Primero, con la hoja de tungsteno, haga una incisión a través del borde posterior. A continuación, corte el lateral y los bordes anteriores con las pinzas afiladas. Levanta la pieza de cutícula cortada con las pinzas y retírala.

Corta las antenas y los nervios de las antenas con las pinzas. A continuación, retire selectivamente los sacos de aire entre el SOG y la cutícula para estabilizar el cerebro y evitar artefactos de movimiento. A continuación, corte el esófago en el extremo hacia la faringe y en el extremo entrando en el SOG para eliminar la conexión entre la faringe y el cerebro.

Luego, después de identificar y extraer el músculo 16, separe cualquier tráquea que conecte el cerebro y la cutícula. Coloque las moscas en la platina de un microscopio confocal de disco giratorio y cambie a la lente de inmersión en agua para obtener imágenes. A continuación, tome una sola sección óptica a cuatro hercios con un tiempo de exposición de 122 milisegundos utilizando un láser de excitación de 491 nanómetros enfocándose en la región de interés.

Use una aguja de jeringa con una mecha pequeña de japonés. ¿Era papel que sobresalía de la punta para ofrecer sacarosa a la mosca? Descargue una pequeña gota de solución de sacarosa en la mecha, luego aspire con un inyector conectado a la aguja a través de un tubo flexible usando un manipulador de palanca universal para sostener la aguja.

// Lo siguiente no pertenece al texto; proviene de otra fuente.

use crate::core::client::{ApiRequest, ApiResponse, ClientContext};
use crate::core::endpoint::ServiceKind;
use crate::domain::model::Review;
use crate::services::ModerationDecision;
use crate::utils::error::Result;
use crate::utils::validation;
use serde_json::Value;

const REVIEWS_PATH: &str = "/reviews";
const USER_REVIEWS_PATH: &str = "/usr/reviews";
const MODERATION_PATH: &str = "/moderation/reviews";

#[derive(Debug, Clone)]
pub struct NewReview {
    pub int_xxid: String,
    pub value: u8,
    pub body: String,
}

impl NewReview {
    pub fn new(int_xxid: &str, value: u8, body: &str) -> Self {
        Self {
            int_xxid: int_xxid.to_string(),
            value,
            body: body.to_string(),
        }
    }
}

pub async fn create_review(ctx: &ClientContext, token: &str, review: &NewReview) -> Result<Review> {
    validation::validate_range("review.value", review.value, 1, 5)?;

    let value = review.value.to_string();
    let created: Review = ctx
        .on(ServiceKind::Review)
        .send(ApiRequest::post(REVIEWS_PATH).bearer(token).form([
            ("int_xxid", review.int_xxid.as_str()),
            ("value", value.as_str()),
            ("body", review.body.as_str()),
        ]))
        .await?
        .expect_success()?
        .parse()?;

    tracing::debug!("📝 Created review {} on {}", created.id, review.int_xxid);
    Ok(created)
}

pub async fn update_review(
    ctx: &ClientContext,
    token: &str,
    review_id: &str,
    value: u8,
    body: &str,
) -> Result<Review> {
    validation::validate_range("review.value", value, 1, 5)?;

    let value = value.to_string();
    ctx.on(ServiceKind::Review)
        .send(
            ApiRequest::put(format!("{}/{}", REVIEWS_PATH, review_id))
                .bearer(token)
                .form([("value", value.as_str()), ("body", body)]),
        )
        .await?
        .expect_success()?
        .parse()
}

pub async fn delete_review(ctx: &ClientContext, token: &str, review_id: &str) -> Result<ApiResponse> {
    ctx.on(ServiceKind::Review)
        .send(ApiRequest::delete(format!("{}/{}", REVIEWS_PATH, review_id)).bearer(token))
        .await
}

/// 目前登入使用者的所有評論
pub async fn user_reviews(ctx: &ClientContext, token: &str) -> Result<Vec<Review>> {
    let response = ctx
        .on(ServiceKind::Review)
        .send(ApiRequest::get(USER_REVIEWS_PATH).bearer(token))
        .await?
        .expect_success()?;
    Ok(serde_json::from_value(response.field("reviews")?.clone())?)
}

pub async fn respond_to_review(
    ctx: &ClientContext,
    token: &str,
    review_id: &str,
    body: &str,
) -> Result<Value> {
    let response = ctx
        .on(ServiceKind::Review)
        .send(
            ApiRequest::post(format!("{}/{}/responses", REVIEWS_PATH, review_id))
                .bearer(token)
                .form([("body", body)]),
        )
        .await?
        .expect_success()?;
    Ok(response.json()?.clone())
}

pub async fn moderate_review(
    ctx: &ClientContext,
    moderator_token: &str,
    review_id: &str,
    decision: &ModerationDecision,
) -> Result<Value> {
    let response = ctx
        .on(ServiceKind::Review)
        .send(
            ApiRequest::put(format!("{}/{}", MODERATION_PATH, review_id))
                .bearer(moderator_token)
                .form(decision.form_fields()),
        )
        .await?
        .expect_success()?;
    Ok(response.json()?.clone())
}
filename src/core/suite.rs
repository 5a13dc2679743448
use crate::config::suite_config::{FixtureConfig, SuiteConfig};
use crate::core::client::ClientContext;
use crate::core::endpoint::EndpointRegistry;
use crate::core::poll::Poller;
use crate::domain::model::TestUser;
use crate::domain::ports::Scenario;
use crate::fixtures::{FixtureKind, FixtureTracker, TeardownReport, UserFactory};
use crate::utils::error::{E2eError, Result};
use crate::utils::monitor::RunMonitor;
use futures::FutureExt;
use serde::{Serialize, Serializer};
use std::any::Any;
use std::collections::HashMap;
use std::panic::AssertUnwindSafe;
use std::sync::Arc;
use std::time::{Duration, Instant};
use tokio::sync::Semaphore;
use tokio::task::JoinSet;

/// 單一情境的執行環境；每個情境各自擁有，不與其他情境共用
pub struct ScenarioEnv {
    pub ctx: ClientContext,
    pub users: UserFactory,
    pub fixtures: FixtureTracker,
    pub poller: Poller,
    pub config: Arc<SuiteConfig>,
}

impl ScenarioEnv {
    pub fn new(config: Arc<SuiteConfig>, registry: Arc<EndpointRegistry>) -> Result<Self> {
        Ok(Self {
            ctx: ClientContext::with_registry(&config, registry)?,
            users: UserFactory::from_config(&config),
            fixtures: FixtureTracker::new(),
            poller: Poller::from_config(&config),
            config,
        })
    }

    /// 建立使用者並登記清理
    pub async fn new_user(&mut self) -> Result<TestUser> {
        let user = self.users.create_user(&self.ctx).await?;
        self.fixtures
            .track(FixtureKind::User, &user.id, user.access_token());
        Ok(user)
    }

    /// 建立已加入 promo 的使用者並登記清理
    pub async fn new_enrolled_user(&mut self, promo_code: &str) -> Result<TestUser> {
        let user = self.users.create_enrolled_user(&self.ctx, promo_code).await?;
        self.fixtures
            .track(FixtureKind::User, &user.id, user.access_token());
        Ok(user)
    }

    pub fn fixture_config(&self) -> FixtureConfig {
        self.config.fixtures()
    }

    pub fn moderator_token(&self) -> Result<String> {
        self.config
            .auth
            .as_ref()
            .and_then(|auth| auth.moderator_token.clone())
            .ok_or_else(|| E2eError::MissingConfigError {
                field: "auth.moderator_token".to_string(),
            })
    }
}

#[derive(Debug, Clone, PartialEq, Serialize)]
#[serde(tag = "status", rename_all = "snake_case")]
pub enum ScenarioOutcome {
    Passed,
    Failed { message: String },
    Skipped { reason: String },
}

impl ScenarioOutcome {
    pub fn label(&self) -> &'static str {
        match self {
            ScenarioOutcome::Passed => "passed",
            ScenarioOutcome::Failed { .. } => "failed",
            ScenarioOutcome::Skipped { .. } => "skipped",
        }
    }

    pub fn message(&self) -> &str {
        match self {
            ScenarioOutcome::Passed => "",
            ScenarioOutcome::Failed { message } => message,
            ScenarioOutcome::Skipped { reason } => reason,
        }
    }
}

fn serialize_millis<S: Serializer>(duration: &Duration, serializer: S) -> std::result::Result<S::Ok, S::Error> {
    serializer.serialize_u64(duration.as_millis() as u64)
}

/// 情境執行結果
#[derive(Debug, Clone, Serialize)]
pub struct ScenarioResult {
    pub scenario_name: String,
    pub outcome: ScenarioOutcome,
    #[serde(rename = "duration_ms", serialize_with = "serialize_millis")]
    pub duration: Duration,
    pub teardown: Option<TeardownReport>,
}

impl ScenarioResult {
    fn skipped(name: &str, reason: String) -> Self {
        Self {
            scenario_name: name.to_string(),
            outcome: ScenarioOutcome::Skipped { reason },
            duration: Duration::ZERO,
            teardown: None,
        }
    }

    fn failed(name: &str, message: String, duration: Duration) -> Self {
        Self {
            scenario_name: name.to_string(),
            outcome: ScenarioOutcome::Failed { message },
            duration,
            teardown: None,
        }
    }

    pub fn passed(&self) -> bool {
        self.outcome == ScenarioOutcome::Passed
    }
}

/// 情境序列，依序（或有限度平行）執行並在每個情境後清理 fixture
pub struct ScenarioSuite {
    scenarios: Vec<Arc<dyn Scenario>>,
    config: Arc<SuiteConfig>,
    registry: Arc<EndpointRegistry>,
    monitor: Option<RunMonitor>,
    cleanup: bool,
    execution_id: String,
}
pub mod assertions;
pub mod client;
pub mod endpoint;
pub mod poll;
pub mod report;
pub mod suite;

pub use crate::domain::ports::{Scenario, Storage};
pub use crate::utils::error::Result;
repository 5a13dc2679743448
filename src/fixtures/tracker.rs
use crate::core::client::{ApiResponse, ClientContext};
use crate::services::{account, media, profile, promotions, review};
use crate::utils::error::Result;
use serde::Serialize;
use std::fmt;

#[derive(Debug, Clone, Copy, PartialEq, Eq, Serialize)]
#[serde(rename_all = "snake_case")]
pub enum FixtureKind {
    User,
    Review,
    Image,
    Collection,
    Address,
    Promo,
}

impl fmt::Display for FixtureKind {
    fn fmt(&self, f: &mut fmt::Formatter<'_>) -> fmt::Result {
        let name = match self {
            FixtureKind::User => "user",
            FixtureKind::Review => "review",
            FixtureKind::Image => "image",
            FixtureKind::Collection => "collection",
            FixtureKind::Address => "address",
            FixtureKind::Promo => "promo",
        };
        f.write_str(name)
    }
}

/// 一個待清理的遠端資源，連同擁有者的 token
#[derive(Debug, Clone)]
pub struct TrackedFixture {
    pub kind: FixtureKind,
    pub id: String,
    token: String,
}

#[derive(Debug, Clone, Default, Serialize)]
pub struct TeardownReport {
    pub deleted: usize,
    pub already_gone: usize,
    pub failures: Vec<String>,
}

impl TeardownReport {
    pub fn is_clean(&self) -> bool {
        self.failures.is_empty()
    }

    pub fn merge(&mut self, other: TeardownReport) {
        self.deleted += other.deleted;
        self.already_gone += other.already_gone;
        self.failures.extend(other.failures);
    }

    fn record(&mut self, kind: FixtureKind, id: &str, outcome: Result<ApiResponse>) {
        match outcome {
            Ok(response) if response.status.is_success() => self.deleted += 1,
            // 已經被刪除（或從未建立成功）都算清理完成
            Ok(response) if matches!(response.status_code(), 404 | 410) => self.already_gone += 1,
            Ok(response) => self.failures.push(format!(
                "{} {}: HTTP {} {}",
                kind,
                id,
                response.status_code(),
                response.body_snippet()
            )),
            Err(e) => self.failures.push(format!("{} {}: {}", kind, id, e)),
        }
    }
}

/// 記錄情境中建立的資源，結束時以 LIFO 順序刪除
#[derive(Debug, Default)]
pub struct FixtureTracker {
    fixtures: Vec<TrackedFixture>,
}

impl FixtureTracker {
    pub fn new() -> Self {
        Self::default()
    }

    pub fn track(&mut self, kind: FixtureKind, id: &str, token: &str) {
        tracing::debug!("📌 Tracking {} {}", kind, id);
        self.fixtures.push(TrackedFixture {
            kind,
            id: id.to_string(),
            token: token.to_string(),
        });
    }

    pub fn len(&self) -> usize {
        self.fixtures.len()
    }

    pub fn is_empty(&self) -> bool {
        self.fixtures.is_empty()
    }

    pub fn tracked(&self) -> &[TrackedFixture] {
        &self.fixtures
    }

    /// 刪除所有追蹤中的資源；失敗只記錄，不中斷其餘清理
    pub async fn teardown(&mut self, ctx: &ClientContext) -> TeardownReport {
        let mut report = TeardownReport::default();

        while let Some(fixture) = self.fixtures.pop() {
            let outcome = delete_fixture(ctx, &fixture).await;
            report.record(fixture.kind, &fixture.id, outcome);
        }

        if report.is_clean() {
            tracing::debug!(
                "🧹 Teardown complete (deleted: {}, already gone: {})",
                report.deleted,
                report.already_gone
            );
        } else {
            for failure in &report.failures {
                tracing::warn!("🧹 Teardown failure: {}", failure);
            }
        }

        report
    }
}

async fn delete_fixture(ctx: &ClientContext, fixture: &TrackedFixture) -> Result<ApiResponse> {
    let token = fixture.token.as_str();
    let id = fixture.id.as_str();
    match fixture.kind {
        FixtureKind::User => account::delete_account(ctx, token).await,
        FixtureKind::Review => review::delete_review(ctx, token, id).await,
        FixtureKind::Image => media::delete_image(ctx, token, id).await,
        FixtureKind::Collection => profile::delete_collection(ctx, token, id).await,
        FixtureKind::Address => account::delete_address(ctx, token, id).await,
        FixtureKind::Promo => promotions::delete_promo(ctx, token, id).await,
    }
}

/// 清除前一次執行殘留、以 prefix 開頭的 promo code
pub async fn sweep_promos(ctx: &ClientContext, moderator_token: &str, prefix: &str) -> Result<TeardownReport> {
    let mut report = TeardownReport::default();

    for promo in promotions::promos_with_prefix(ctx, moderator_token, prefix).await? {
        let outcome = promotions::delete_promo(ctx, moderator_token, &promo.code).await;
        report.record(FixtureKind::Promo, &promo.code, outcome);
    }

    if report.deleted > 0 {
        tracing::info!("🧹 Swept {} leftover promo(s) with prefix '{}'", report.deleted, prefix);
    }
    Ok(report)
}
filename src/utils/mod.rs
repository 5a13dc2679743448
pub mod error;
pub mod logger;
pub mod monitor;
pub mod validation;
//! 內建的端到端情境

pub mod image_linking;
pub mod promo_team_leaderboard;
pub mod review_round_trip;

use crate::domain::ports::Scenario;
use crate::utils::error::{E2eError, Result};
use std::sync::Arc;

pub use image_linking::ImageLinking;
pub use promo_team_leaderboard::PromoTeamLeaderboard;
pub use review_round_trip::ReviewRoundTrip;

pub fn registry() -> Vec<Arc<dyn Scenario>> {
    vec![
        Arc::new(ReviewRoundTrip),
        Arc::new(ImageLinking),
        Arc::new(PromoTeamLeaderboard),
    ]
}

pub fn by_name(name: &str) -> Option<Arc<dyn Scenario>> {
    registry().into_iter().find(|scenario| scenario.name() == name)
}

/// 依名稱挑選情境並保留給定順序；空清單代表全部
pub fn select(names: &[String]) -> Result<Vec<Arc<dyn Scenario>>> {
    if names.is_empty() {
        return Ok(registry());
    }

    names
        .iter()
        .map(|name| {
            by_name(name).ok_or_else(|| E2eError::InvalidConfigValueError {
                field: "suite.scenarios".to_string(),
                value: name.clone(),
                reason: format!(
                    "Unknown scenario. Available: {}",
                    registry()
                        .iter()
                        .map(|s| s.name().to_string())
                        .collect::<Vec<_>>()
                        .join(", ")
                ),
            })
        })
        .collect()
}

#[cfg(test)]
mod tests {
    use super::*;

    #[test]
    fn test_select_keeps_requested_order() {
        let selected = select(&["image_linking".to_string(), "review_round_trip".to_string()]).unwrap();
        let names: Vec<_> = selected.iter().map(|s| s.name()).collect();
        assert_eq!(names, vec!["image_linking", "review_round_trip"]);
    }

    #[test]
    fn test_select_all_and_unknown() {
        assert_eq!(select(&[]).unwrap().len(), 3);
        assert!(select(&["nope".to_string()]).is_err());
    }
}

Aplique la mecha de papel lavada empapada en la punta de los probs, pero solo por un instante. Para evitar la saciedad. Monitoree la respuesta de la extensión PROBUS o el comportamiento de PER utilizando una cámara CCD conectada a un microscopio de disección simultáneamente con imágenes de calcio, y asegúrese de recopilar los datos dentro de una hora después de la disección.

Aquí se muestra una respuesta típica de extensión de prob Bois a la estimulación con un WIC que contiene 100 milimolares de sacarosa. Solución acuosa obtenida con un láser de 491 nanómetros para fluorescencia G CAMP. Las imágenes simultáneas de calcio durante el comportamiento de la respuesta de extensión de prosa que se muestran aquí primero antes y luego después de la estimulación permiten la visualización de las respuestas GAMP 3.0 inducidas por sacarosa en la neurona motora para el transportador del músculo del rostro.

En la estrella de estado, la cuantificación de la respuesta GAMP 3.0 inducida por sacarosa muestra que las neuronas motoras responden a un estímulo de sacarosa mediante un aumento brusco de la fluorescencia, seguido de una fase de restauración de varios segundos a la línea de base. La plataforma permite otros métodos como la electrofisiología o la optogenética o la psicogenética, o la activación química de las neuronas o las imágenes de laboratorio TimeLapse de estructuras marcadas con GFP para responder a preguntas adicionales como la correlación entre la plasticidad sináptica y la memoria.